> _Exercise aim_:
Please return every line from the entries that has the string "serde" in it.

[Data entries]
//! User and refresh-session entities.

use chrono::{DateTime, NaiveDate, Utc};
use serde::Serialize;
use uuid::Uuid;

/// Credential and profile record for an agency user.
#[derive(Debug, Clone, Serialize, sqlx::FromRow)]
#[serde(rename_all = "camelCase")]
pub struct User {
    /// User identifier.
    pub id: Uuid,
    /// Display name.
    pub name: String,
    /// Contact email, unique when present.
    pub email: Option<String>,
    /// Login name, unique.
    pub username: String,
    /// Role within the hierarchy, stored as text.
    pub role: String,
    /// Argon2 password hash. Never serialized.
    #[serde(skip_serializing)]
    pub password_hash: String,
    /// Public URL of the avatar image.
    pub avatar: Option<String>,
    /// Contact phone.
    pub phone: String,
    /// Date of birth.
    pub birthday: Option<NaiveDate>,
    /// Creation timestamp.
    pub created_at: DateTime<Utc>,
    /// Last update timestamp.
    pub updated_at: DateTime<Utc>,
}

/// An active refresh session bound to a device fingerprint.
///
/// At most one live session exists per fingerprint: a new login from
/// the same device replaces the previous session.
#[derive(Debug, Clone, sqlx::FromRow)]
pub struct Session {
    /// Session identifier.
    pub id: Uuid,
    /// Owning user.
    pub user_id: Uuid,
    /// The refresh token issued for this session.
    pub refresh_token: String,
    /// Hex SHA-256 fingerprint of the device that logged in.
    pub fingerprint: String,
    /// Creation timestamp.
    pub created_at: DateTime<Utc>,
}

--

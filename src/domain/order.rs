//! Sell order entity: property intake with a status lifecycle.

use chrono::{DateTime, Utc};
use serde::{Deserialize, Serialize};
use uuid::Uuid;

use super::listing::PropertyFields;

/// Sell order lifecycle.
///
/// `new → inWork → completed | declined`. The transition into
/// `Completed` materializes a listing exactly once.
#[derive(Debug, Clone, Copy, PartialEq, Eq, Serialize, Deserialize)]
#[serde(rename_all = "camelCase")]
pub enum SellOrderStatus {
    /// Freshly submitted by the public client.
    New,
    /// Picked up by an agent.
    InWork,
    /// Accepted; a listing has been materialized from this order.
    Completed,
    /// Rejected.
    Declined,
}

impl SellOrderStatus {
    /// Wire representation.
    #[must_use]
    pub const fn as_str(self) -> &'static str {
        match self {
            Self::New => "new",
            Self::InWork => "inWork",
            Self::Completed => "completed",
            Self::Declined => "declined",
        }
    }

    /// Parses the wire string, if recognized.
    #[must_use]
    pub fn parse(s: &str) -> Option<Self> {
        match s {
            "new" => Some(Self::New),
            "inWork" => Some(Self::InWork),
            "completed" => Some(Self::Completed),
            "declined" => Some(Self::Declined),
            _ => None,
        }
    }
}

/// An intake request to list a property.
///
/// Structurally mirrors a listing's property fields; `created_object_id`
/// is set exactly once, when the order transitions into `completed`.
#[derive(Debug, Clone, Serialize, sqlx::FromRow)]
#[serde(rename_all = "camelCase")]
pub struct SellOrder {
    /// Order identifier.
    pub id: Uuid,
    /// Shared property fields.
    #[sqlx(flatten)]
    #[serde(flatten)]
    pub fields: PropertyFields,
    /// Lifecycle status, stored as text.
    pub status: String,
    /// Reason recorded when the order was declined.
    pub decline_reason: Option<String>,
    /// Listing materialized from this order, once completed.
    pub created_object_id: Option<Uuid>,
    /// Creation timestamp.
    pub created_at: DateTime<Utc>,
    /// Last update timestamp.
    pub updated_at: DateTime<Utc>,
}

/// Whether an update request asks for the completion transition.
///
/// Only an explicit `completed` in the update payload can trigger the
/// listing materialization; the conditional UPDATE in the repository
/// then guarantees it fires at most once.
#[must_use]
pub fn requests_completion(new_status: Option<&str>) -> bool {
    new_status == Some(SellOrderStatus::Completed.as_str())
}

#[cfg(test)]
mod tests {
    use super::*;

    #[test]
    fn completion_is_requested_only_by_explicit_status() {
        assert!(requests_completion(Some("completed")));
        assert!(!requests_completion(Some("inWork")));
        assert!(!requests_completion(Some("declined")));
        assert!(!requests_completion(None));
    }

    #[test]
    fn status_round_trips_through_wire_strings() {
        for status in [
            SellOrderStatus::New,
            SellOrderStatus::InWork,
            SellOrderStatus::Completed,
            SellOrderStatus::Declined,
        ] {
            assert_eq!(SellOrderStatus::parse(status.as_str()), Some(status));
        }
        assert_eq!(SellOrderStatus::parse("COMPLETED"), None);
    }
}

> _Your solution_:
use serde::Serialize;
#[serde(rename_all = "camelCase")]
    #[serde(skip_serializing)]
use serde::{Deserialize, Serialize};
#[serde(rename_all = "camelCase")]
#[serde(rename_all = "camelCase")]
    #[serde(flatten)]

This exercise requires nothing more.